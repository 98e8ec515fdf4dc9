//! Configuration view and validation commands: `studio config`.

use anyhow::{Context, Result};

use super::super::ConfigCommands;
use brand_studio::config::StudioConfig;

pub fn cmd_config(project_dir: &std::path::Path, command: Option<ConfigCommands>) -> Result<()> {
    let config = StudioConfig::new(project_dir.to_path_buf())?;
    let config_path = config.config_file();

    match command {
        None | Some(ConfigCommands::Show) => {
            println!();
            println!("Brand Studio Configuration");
            println!("==========================");
            println!();
            if config_path.exists() {
                println!("Config file: {}", config_path.display());
            } else {
                println!("No studio.toml found at {}", config_path.display());
                println!("Using default configuration.");
            }
            println!();
            println!("Effective values (with env overrides):");
            println!();
            let rendered =
                toml::to_string_pretty(&config.toml).context("Failed to render configuration")?;
            print!("{}", rendered);
        }
        Some(ConfigCommands::Validate) => {
            let warnings = config.validate();
            if warnings.is_empty() {
                println!("Configuration is valid.");
            } else {
                println!("Configuration warnings:");
                for warning in &warnings {
                    println!("  - {}", warning);
                }
            }
        }
    }

    Ok(())
}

*Task instructions*
In the answer, the lines from the first line of the data above through the line containing "use brand_studio::config::StudioConfig;" must appear exactly as written, with nothing else.

*Response for this exercise*
repository 98e8ec515fdf4dc9
//! Configuration view and validation commands: `studio config`.

use anyhow::{Context, Result};

use super::super::ConfigCommands;
use brand_studio::config::StudioConfig;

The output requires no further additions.